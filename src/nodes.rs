//! The document tree: every block and inline kind this crate knows how to
//! parse and render, plus the small bits of per-node bookkeeping the block
//! builder needs while a node is still open.

use std::cell::RefCell;

use crate::arena_tree::Node;

/// A node in the document tree. Owned by the arena passed to
/// [`crate::parse_document`]; never constructed directly.
pub type AstNode<'a> = Node<'a, RefCell<Ast>>;

/// Per-node state. `value` is the node's kind and its rendered-relevant
/// payload; the rest is bookkeeping the block builder mutates only while
/// this node is the deepest open container on its branch.
#[derive(Debug, Clone)]
pub struct Ast {
    pub value: NodeValue,

    /// Raw, not-yet-inline-parsed text accumulated for this node, if it's a
    /// leaf block that `accepts_lines()`.
    pub content: String,

    /// 1-based line this node's first line was read from. Internal
    /// bookkeeping only; never rendered (non-goal: sourcepos for warnings).
    pub start_line: u32,

    /// Whether this node is still open for continuation lines.
    pub open: bool,

    /// Whether the line immediately preceding the current one was blank,
    /// while this node was the tip. Feeds list-tightness computation.
    pub last_line_blank: bool,
}

pub fn make_block(value: NodeValue, start_line: u32) -> Ast {
    Ast {
        value,
        content: String::new(),
        start_line,
        open: true,
        last_line_blank: false,
    }
}

/// A node's kind and payload. Block kinds can (mostly) contain further
/// blocks; inline kinds are produced only by the inline parser and are
/// children exclusively of [`NodeValue::Heading`] or [`NodeValue::Paragraph`]
/// nodes once inline parsing has run.
#[derive(Debug, Clone, PartialEq)]
pub enum NodeValue {
    /// The root of every document.
    Document,
    BlockQuote,
    List(NodeList),
    Item(NodeList),
    Heading(NodeHeading),
    Paragraph,
    CodeBlock(NodeCodeBlock),
    HtmlBlock(NodeHtmlBlock),
    ThematicBreak,

    /// Transient: absorbed into the document's link-reference registry at
    /// paragraph finalization and never appears in a finished tree.
    LinkReferenceDefinition(NodeLink),

    Text(String),
    Code(NodeCode),
    Emph,
    Strong,
    Link(NodeLink),
    Image(NodeLink),
    HtmlInline(String),
    LineBreak,
    SoftBreak,
}

impl NodeValue {
    /// Block kinds that may directly contain further block children.
    pub fn block(&self) -> bool {
        matches!(
            self,
            NodeValue::Document
                | NodeValue::BlockQuote
                | NodeValue::List(..)
                | NodeValue::Item(..)
                | NodeValue::Heading(..)
                | NodeValue::Paragraph
                | NodeValue::CodeBlock(..)
                | NodeValue::HtmlBlock(..)
                | NodeValue::ThematicBreak
                | NodeValue::LinkReferenceDefinition(..)
        )
    }

    /// Leaf blocks that accumulate raw text lines rather than block
    /// children.
    pub fn accepts_lines(&self) -> bool {
        matches!(
            self,
            NodeValue::Paragraph | NodeValue::Heading(..) | NodeValue::CodeBlock(..)
        )
    }

    pub fn contains_inlines(&self) -> bool {
        matches!(self, NodeValue::Paragraph | NodeValue::Heading(..))
    }

    pub fn text(&mut self) -> Option<&mut String> {
        match *self {
            NodeValue::Text(ref mut t)
            | NodeValue::HtmlInline(ref mut t)
            | NodeValue::Code(NodeCode { literal: ref mut t }) => Some(t),
            _ => None,
        }
    }
}

#[derive(Debug, Clone, Copy, PartialEq, Eq)]
pub enum ListType {
    Bullet,
    Ordered,
}

#[derive(Debug, Clone, Copy, PartialEq, Eq)]
pub enum ListDelimType {
    Period,
    Paren,
}

/// Shared by [`NodeValue::List`] (the list itself) and [`NodeValue::Item`]
/// (each item, which additionally uses `padding` to strip continuation
/// lines' leading whitespace).
#[derive(Debug, Clone, Copy, PartialEq, Eq)]
pub struct NodeList {
    pub list_type: ListType,
    /// Columns of whitespace before the marker.
    pub marker_offset: usize,
    /// Columns consumed by the marker plus the whitespace following it;
    /// subtracted from every continuation line of this item.
    pub padding: usize,
    pub start: usize,
    pub delimiter: ListDelimType,
    pub bullet_char: u8,
    /// Computed once, at list finalization.
    pub tight: bool,
}

impl Default for NodeList {
    fn default() -> Self {
        NodeList {
            list_type: ListType::Bullet,
            marker_offset: 0,
            padding: 0,
            start: 1,
            delimiter: ListDelimType::Period,
            bullet_char: b'-',
            tight: false,
        }
    }
}

#[derive(Debug, Clone, Copy, PartialEq, Eq)]
pub struct NodeHeading {
    pub level: u8,
    /// `true` for a setext (underlined) heading, `false` for ATX (`#`).
    pub setext: bool,
}

#[derive(Debug, Clone, PartialEq, Eq, Default)]
pub struct NodeCodeBlock {
    pub fenced: bool,
    pub fence_char: u8,
    pub fence_length: usize,
    /// Columns of indentation before the opening fence; subtracted from
    /// every continuation line.
    pub fence_offset: usize,
    pub info: String,
    pub literal: String,
}

#[derive(Debug, Clone, PartialEq, Eq, Default)]
pub struct NodeHtmlBlock {
    pub block_type: u8,
    pub literal: String,
}

#[derive(Debug, Clone, PartialEq, Eq, Default)]
pub struct NodeLink {
    pub url: String,
    pub title: String,
}

#[derive(Debug, Clone, PartialEq, Eq, Default)]
pub struct NodeCode {
    pub literal: String,
}

/// True if `child`'s kind may be appended to `self`'s kind as a direct
/// child. Mirrors cmark's nesting matrix: containers accept other
/// containers and leaves; leaves accept nothing (their content is raw text
/// until the inline pass, which appends inline nodes directly without going
/// through this check).
pub fn can_contain_type(self_value: &NodeValue, child: &NodeValue) -> bool {
    if let NodeValue::Document = child {
        return false;
    }

    match self_value {
        NodeValue::Document | NodeValue::BlockQuote | NodeValue::Item(..) => {
            child.block() && !matches!(child, NodeValue::Item(..))
        }
        NodeValue::List(..) => matches!(child, NodeValue::Item(..)),
        _ => false,
    }
}
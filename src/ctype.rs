#[rustfmt::skip]
const CMARK_CTYPE_CLASS: [u8; 256] = [
    /*      0  1  2  3  4  5  6  7  8  9  a  b  c  d  e  f */
    /* 0 */ 0, 0, 0, 0, 0, 0, 0, 0, 0, 1, 1, 0, 0, 1, 0, 0,
    /* 1 */ 0, 0, 0, 0, 0, 0, 0, 0, 0, 0, 0, 0, 0, 0, 0, 0,
    /* 2 */ 1, 2, 2, 2, 2, 2, 2, 2, 2, 2, 2, 2, 2, 2, 2, 2,
    /* 3 */ 3, 3, 3, 3, 3, 3, 3, 3, 3, 3, 2, 2, 2, 2, 2, 2,
    /* 4 */ 2, 4, 4, 4, 4, 4, 4, 4, 4, 4, 4, 4, 4, 4, 4, 4,
    /* 5 */ 4, 4, 4, 4, 4, 4, 4, 4, 4, 4, 4, 2, 2, 2, 2, 2,
    /* 6 */ 2, 4, 4, 4, 4, 4, 4, 4, 4, 4, 4, 4, 4, 4, 4, 4,
    /* 7 */ 4, 4, 4, 4, 4, 4, 4, 4, 4, 4, 4, 2, 2, 2, 2, 0,
    /* 8 */ 0, 0, 0, 0, 0, 0, 0, 0, 0, 0, 0, 0, 0, 0, 0, 0,
    /* 9 */ 0, 0, 0, 0, 0, 0, 0, 0, 0, 0, 0, 0, 0, 0, 0, 0,
    /* a */ 0, 0, 0, 0, 0, 0, 0, 0, 0, 0, 0, 0, 0, 0, 0, 0,
    /* b */ 0, 0, 0, 0, 0, 0, 0, 0, 0, 0, 0, 0, 0, 0, 0, 0,
    /* c */ 0, 0, 0, 0, 0, 0, 0, 0, 0, 0, 0, 0, 0, 0, 0, 0,
    /* d */ 0, 0, 0, 0, 0, 0, 0, 0, 0, 0, 0, 0, 0, 0, 0, 0,
    /* e */ 0, 0, 0, 0, 0, 0, 0, 0, 0, 0, 0, 0, 0, 0, 0, 0,
    /* f */ 0, 0, 0, 0, 0, 0, 0, 0, 0, 0, 0, 0, 0, 0, 0, 0,
];

pub fn isspace(ch: u8) -> bool {
    CMARK_CTYPE_CLASS[ch as usize] == 1
}

pub fn isspace_char(ch: char) -> bool {
    (ch as u32) < 256 && CMARK_CTYPE_CLASS[ch as usize] == 1
}

pub fn ispunct(ch: u8) -> bool {
    CMARK_CTYPE_CLASS[ch as usize] == 2
}

pub fn ispunct_char(ch: char) -> bool {
    (ch as u32) < 256 && CMARK_CTYPE_CLASS[ch as usize] == 2
}

pub fn isdigit(ch: u8) -> bool {
    CMARK_CTYPE_CLASS[ch as usize] == 3
}

pub fn isalpha(ch: u8) -> bool {
    CMARK_CTYPE_CLASS[ch as usize] == 4
}

pub fn isalnum(ch: u8) -> bool {
    CMARK_CTYPE_CLASS[ch as usize] == 3 || CMARK_CTYPE_CLASS[ch as usize] == 4
}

□ □ □ □ □

* WHAT TO PRODUCE: Give back every line of the listing where the word "Period" shows up.

* RESPONSE TO THIS TASK:
    Period,
            delimiter: ListDelimType::Period,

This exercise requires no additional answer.